//! Error types for the dmsg core protocol.
//!
//! Errors that can travel on the wire (as the reason of a CLOSE frame) carry
//! a stable numeric [`ErrorCode`]. Code `0` is a normal close.

use dmsg_crypto::PublicKey;
use dmsg_discovery::DiscoveryError;
use std::fmt;
use thiserror::Error;

/// Wire code of a dmsg error.
#[derive(Debug, Clone, Copy, PartialEq, Eq, Hash, Default)]
pub struct ErrorCode(pub u8);

impl ErrorCode {
    /// Normal close, no error
    pub const NORMAL: Self = Self(0);

    /// Whether this is the normal-close code
    #[must_use]
    pub fn is_normal(self) -> bool {
        self == Self::NORMAL
    }

    /// Reconstruct the error carried by a rejection.
    ///
    /// Unknown codes, and a rejection without a reason, surface as
    /// [`HandshakeError::RespNotAccepted`].
    #[must_use]
    pub fn into_error(self) -> Error {
        match self.0 {
            10 => Error::EntityClosed,
            11 => Error::SessionClosed,
            12 => Error::CannotConnectToDelegated,
            30 => Error::DiscEntryNotFound,
            31 => Error::DiscEntryIsNotServer,
            32 => Error::DiscEntryIsNotClient,
            33 => Error::DiscEntryHasNoDelegated,
            50 => HandshakeError::InvalidSignature.into(),
            51 => HandshakeError::InvalidTimestamp.into(),
            52 => HandshakeError::InvalidSrcPk.into(),
            53 => HandshakeError::InvalidDstPk.into(),
            54 => HandshakeError::InvalidSrcPort.into(),
            55 => HandshakeError::InvalidDstPort.into(),
            56 => HandshakeError::NoListener.into(),
            57 => HandshakeError::NoSession.into(),
            60 => HandshakeError::RespInvalidSig.into(),
            61 => HandshakeError::RespInvalidHash.into(),
            80 => Error::PortOccupied,
            81 => Error::AcceptChanMaxed,
            _ => HandshakeError::RespNotAccepted.into(),
        }
    }
}

impl fmt::Display for ErrorCode {
    fn fmt(&self, f: &mut fmt::Formatter<'_>) -> fmt::Result {
        write!(f, "code {}", self.0)
    }
}

/// Core dmsg errors
#[derive(Debug, Error)]
pub enum Error {
    /// The client or server has been closed
    #[error("local entity closed")]
    EntityClosed,

    /// The session carrying the operation is gone
    #[error("local session closed")]
    SessionClosed,

    /// None of the remote's delegated servers could be reached
    #[error("cannot connect to delegated server")]
    CannotConnectToDelegated,

    /// Session establishment failed
    #[error("session handshake failed: {0}")]
    SessionHandshake(String),

    /// Remote has no discovery entry
    #[error("discovery entry is not found")]
    DiscEntryNotFound,

    /// Entry does not describe a server
    #[error("discovery entry is not of server")]
    DiscEntryIsNotServer,

    /// Entry does not describe a client
    #[error("discovery entry is not of client")]
    DiscEntryIsNotClient,

    /// Client entry lists no delegated servers
    #[error("discovery client entry has no delegated servers")]
    DiscEntryHasNoDelegated,

    /// Other discovery failure
    #[error("discovery error: {0}")]
    Discovery(DiscoveryError),

    /// Stream handshake failure, local or reported by the peer
    #[error(transparent)]
    Handshake(#[from] HandshakeError),

    /// A listener already holds the port
    #[error("port already occupied")]
    PortOccupied,

    /// Listener accept queue is full
    #[error("listener accept chan maxed")]
    AcceptChanMaxed,

    /// Listener is closed
    #[error("listener closed")]
    ListenerClosed,

    /// No ephemeral port or stream id is left
    #[error("no free {0} available")]
    Exhausted(&'static str),

    /// A session to this peer already exists
    #[error("session to {} already exists", .0.short())]
    DuplicateSession(PublicKey),

    /// Address string could not be parsed
    #[error("invalid address: {0}")]
    InvalidAddr(String),

    /// Peer broke the protocol; fatal to the session
    #[error("protocol violation: {0}")]
    Protocol(String),

    /// Frame decoding error
    #[error("frame error: {0}")]
    Frame(#[from] FrameError),

    /// Operation did not complete in time
    #[error("operation timed out")]
    Timeout,

    /// Configuration value out of range
    #[error("invalid config: {0}")]
    Config(String),

    /// Underlying transport error
    #[error("io error: {0}")]
    Io(#[from] std::io::Error),
}

impl Error {
    /// Wire code, or [`ErrorCode::NORMAL`] for local-only errors
    #[must_use]
    pub fn code(&self) -> ErrorCode {
        match self {
            Self::EntityClosed => ErrorCode(10),
            Self::SessionClosed => ErrorCode(11),
            Self::CannotConnectToDelegated => ErrorCode(12),
            Self::SessionHandshake(_) => ErrorCode(13),
            Self::DiscEntryNotFound => ErrorCode(30),
            Self::DiscEntryIsNotServer => ErrorCode(31),
            Self::DiscEntryIsNotClient => ErrorCode(32),
            Self::DiscEntryHasNoDelegated => ErrorCode(33),
            Self::Handshake(e) => e.code(),
            Self::PortOccupied => ErrorCode(80),
            Self::AcceptChanMaxed => ErrorCode(81),
            _ => ErrorCode::NORMAL,
        }
    }

    pub(crate) fn protocol(msg: impl Into<String>) -> Self {
        Self::Protocol(msg.into())
    }
}

impl From<DiscoveryError> for Error {
    fn from(e: DiscoveryError) -> Self {
        match e {
            DiscoveryError::EntryNotFound => Self::DiscEntryNotFound,
            other => Self::Discovery(other),
        }
    }
}

/// Stream handshake errors
#[derive(Debug, Error, Clone, PartialEq, Eq)]
pub enum HandshakeError {
    /// Request signature does not verify
    #[error("request has invalid signature")]
    InvalidSignature,

    /// Request timestamp is not newer than the previous one
    #[error("request timestamp should be higher than last")]
    InvalidTimestamp,

    /// Request source key is null or does not match the session
    #[error("request has invalid source public key")]
    InvalidSrcPk,

    /// Request destination key is null or not ours
    #[error("request has invalid destination public key")]
    InvalidDstPk,

    /// Request source port is zero
    #[error("request has invalid source port")]
    InvalidSrcPort,

    /// Request destination port is zero
    #[error("request has invalid destination port")]
    InvalidDstPort,

    /// Nothing listens on the destination port
    #[error("request has no associated listener")]
    NoListener,

    /// Relay has no session to the destination
    #[error("request has no associated session on the dmsg server")]
    NoSession,

    /// Response signature does not verify
    #[error("response has invalid signature")]
    RespInvalidSig,

    /// Response does not reference our request
    #[error("response has invalid hash of associated request")]
    RespInvalidHash,

    /// Peer rejected without a known reason
    #[error("response rejected associated request without reason")]
    RespNotAccepted,

    /// Handshake payload version differs
    #[error("handshake version mismatch: expected {expected}, got {got}")]
    VersionMismatch {
        /// Our version
        expected: &'static str,
        /// Peer's version
        got: String,
    },

    /// Payload could not be decoded
    #[error("malformed handshake payload: {0}")]
    Malformed(String),
}

impl HandshakeError {
    /// Wire code of this error
    #[must_use]
    pub fn code(&self) -> ErrorCode {
        match self {
            Self::InvalidSignature => ErrorCode(50),
            Self::InvalidTimestamp => ErrorCode(51),
            Self::InvalidSrcPk => ErrorCode(52),
            Self::InvalidDstPk => ErrorCode(53),
            Self::InvalidSrcPort => ErrorCode(54),
            Self::InvalidDstPort => ErrorCode(55),
            Self::NoListener => ErrorCode(56),
            Self::NoSession => ErrorCode(57),
            Self::RespInvalidSig => ErrorCode(60),
            Self::RespInvalidHash => ErrorCode(61),
            Self::RespNotAccepted => ErrorCode(62),
            Self::VersionMismatch { .. } | Self::Malformed(_) => ErrorCode::NORMAL,
        }
    }
}

/// Frame-level errors
#[derive(Debug, Error, Clone, PartialEq, Eq)]
pub enum FrameError {
    /// Buffer shorter than the frame it announces
    #[error("frame too short: expected at least {expected}, got {actual}")]
    TooShort {
        /// Expected minimum size
        expected: usize,
        /// Actual size received
        actual: usize,
    },

    /// Unknown frame type byte
    #[error("invalid frame type: 0x{0:02X}")]
    InvalidFrameType(u8),

    /// Payload does not fit the 16-bit length field
    #[error("payload of {0} bytes exceeds frame limit")]
    PayloadOverflow(usize),

    /// Control payload has the wrong size
    #[error("invalid {kind} payload length {len}")]
    InvalidPayload {
        /// Frame kind
        kind: &'static str,
        /// Received length
        len: usize,
    },
}

#[cfg(test)]
mod tests {
    use super::*;

    #[test]
    fn test_codes_roundtrip_through_into_error() {
        let errors: Vec<Error> = vec![
            Error::SessionClosed,
            Error::CannotConnectToDelegated,
            Error::DiscEntryIsNotClient,
            HandshakeError::InvalidSignature.into(),
            HandshakeError::InvalidTimestamp.into(),
            HandshakeError::NoListener.into(),
            HandshakeError::NoSession.into(),
            HandshakeError::RespInvalidHash.into(),
            Error::PortOccupied,
            Error::AcceptChanMaxed,
        ];
        for e in errors {
            let code = e.code();
            assert!(!code.is_normal(), "{e} has no code");
            assert_eq!(code.into_error().code(), code);
        }
    }

    #[test]
    fn test_unknown_code_is_not_accepted() {
        assert!(matches!(
            ErrorCode(0).into_error(),
            Error::Handshake(HandshakeError::RespNotAccepted)
        ));
        assert!(matches!(
            ErrorCode(200).into_error(),
            Error::Handshake(HandshakeError::RespNotAccepted)
        ));
    }

    #[test]
    fn test_discovery_not_found_maps_to_dmsg_error() {
        assert!(matches!(
            Error::from(DiscoveryError::EntryNotFound),
            Error::DiscEntryNotFound
        ));
        assert!(matches!(
            Error::from(DiscoveryError::Unauthorized),
            Error::Discovery(_)
        ));
    }
}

• _What to produce_: Search the data and copy each line containing "FrameError".

• _Expected answer_:
    Frame(#[from] FrameError),
pub enum FrameError {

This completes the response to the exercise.